• **ACTION ITEM**:
Search the data for the word "tempfile" and copy every line where it occurs.

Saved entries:
■ ■ ■ ■

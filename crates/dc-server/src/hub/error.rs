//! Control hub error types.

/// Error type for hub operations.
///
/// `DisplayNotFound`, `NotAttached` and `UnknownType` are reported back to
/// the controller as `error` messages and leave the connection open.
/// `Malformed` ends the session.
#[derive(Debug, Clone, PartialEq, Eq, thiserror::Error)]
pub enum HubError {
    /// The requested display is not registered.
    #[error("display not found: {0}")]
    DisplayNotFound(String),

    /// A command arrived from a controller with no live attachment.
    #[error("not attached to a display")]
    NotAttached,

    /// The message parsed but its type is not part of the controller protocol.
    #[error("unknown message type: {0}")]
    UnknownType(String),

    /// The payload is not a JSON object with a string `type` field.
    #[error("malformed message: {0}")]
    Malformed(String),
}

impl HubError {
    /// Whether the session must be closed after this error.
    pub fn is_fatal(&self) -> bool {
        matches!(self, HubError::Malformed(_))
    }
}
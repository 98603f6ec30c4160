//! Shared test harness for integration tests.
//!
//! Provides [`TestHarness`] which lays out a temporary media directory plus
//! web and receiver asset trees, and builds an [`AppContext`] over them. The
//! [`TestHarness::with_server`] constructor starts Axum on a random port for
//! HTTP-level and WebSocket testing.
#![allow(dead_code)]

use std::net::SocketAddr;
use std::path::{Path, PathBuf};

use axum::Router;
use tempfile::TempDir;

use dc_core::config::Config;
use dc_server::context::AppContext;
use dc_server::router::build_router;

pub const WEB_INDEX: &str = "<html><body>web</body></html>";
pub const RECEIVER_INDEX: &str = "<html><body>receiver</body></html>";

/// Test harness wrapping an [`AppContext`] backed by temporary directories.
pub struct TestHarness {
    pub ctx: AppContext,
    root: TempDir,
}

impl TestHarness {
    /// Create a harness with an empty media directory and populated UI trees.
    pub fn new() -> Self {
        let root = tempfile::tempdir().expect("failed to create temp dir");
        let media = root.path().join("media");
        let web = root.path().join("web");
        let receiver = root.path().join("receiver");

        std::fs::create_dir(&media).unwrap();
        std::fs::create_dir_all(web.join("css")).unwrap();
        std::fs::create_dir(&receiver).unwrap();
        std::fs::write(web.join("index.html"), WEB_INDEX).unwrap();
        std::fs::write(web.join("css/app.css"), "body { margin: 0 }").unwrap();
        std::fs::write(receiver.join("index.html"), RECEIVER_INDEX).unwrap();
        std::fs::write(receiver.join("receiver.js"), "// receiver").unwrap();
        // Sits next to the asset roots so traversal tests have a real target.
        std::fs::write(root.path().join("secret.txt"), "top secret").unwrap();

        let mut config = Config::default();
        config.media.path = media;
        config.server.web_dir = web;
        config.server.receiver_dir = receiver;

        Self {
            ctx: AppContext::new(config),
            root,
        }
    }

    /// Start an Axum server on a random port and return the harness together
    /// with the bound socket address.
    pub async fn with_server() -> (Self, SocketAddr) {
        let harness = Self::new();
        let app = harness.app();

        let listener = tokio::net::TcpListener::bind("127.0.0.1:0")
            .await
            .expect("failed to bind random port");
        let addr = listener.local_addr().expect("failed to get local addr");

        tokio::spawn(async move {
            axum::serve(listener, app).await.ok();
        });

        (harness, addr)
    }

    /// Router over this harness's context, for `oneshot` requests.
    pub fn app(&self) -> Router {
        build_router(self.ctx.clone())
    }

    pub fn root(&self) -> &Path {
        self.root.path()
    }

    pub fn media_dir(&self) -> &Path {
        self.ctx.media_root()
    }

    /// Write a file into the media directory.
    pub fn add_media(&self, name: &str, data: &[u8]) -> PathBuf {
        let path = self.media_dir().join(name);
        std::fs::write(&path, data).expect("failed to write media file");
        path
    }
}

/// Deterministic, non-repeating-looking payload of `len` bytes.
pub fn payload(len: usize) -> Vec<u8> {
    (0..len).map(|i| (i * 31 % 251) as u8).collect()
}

■ ■ ■ ■

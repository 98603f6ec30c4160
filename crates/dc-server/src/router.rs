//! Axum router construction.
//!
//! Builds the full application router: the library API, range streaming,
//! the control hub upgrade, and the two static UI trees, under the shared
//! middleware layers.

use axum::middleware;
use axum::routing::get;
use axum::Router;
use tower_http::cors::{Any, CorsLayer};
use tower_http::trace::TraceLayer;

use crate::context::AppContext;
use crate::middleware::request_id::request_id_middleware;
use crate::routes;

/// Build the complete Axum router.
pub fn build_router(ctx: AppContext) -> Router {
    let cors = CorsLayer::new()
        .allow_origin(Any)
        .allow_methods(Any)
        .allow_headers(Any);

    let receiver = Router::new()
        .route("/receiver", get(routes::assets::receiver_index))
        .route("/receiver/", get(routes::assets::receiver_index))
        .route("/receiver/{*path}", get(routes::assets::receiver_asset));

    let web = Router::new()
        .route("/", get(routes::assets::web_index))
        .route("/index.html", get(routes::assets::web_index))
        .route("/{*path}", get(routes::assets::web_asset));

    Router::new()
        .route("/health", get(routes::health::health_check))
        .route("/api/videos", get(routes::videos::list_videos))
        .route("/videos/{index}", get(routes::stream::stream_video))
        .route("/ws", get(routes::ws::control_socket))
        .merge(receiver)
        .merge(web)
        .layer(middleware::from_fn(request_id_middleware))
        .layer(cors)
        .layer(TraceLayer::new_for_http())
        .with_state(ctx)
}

■ ■ ■ ■

• **EXERCISE RESPONSE**:
use tempfile::TempDir;
        let root = tempfile::tempdir().expect("failed to create temp dir");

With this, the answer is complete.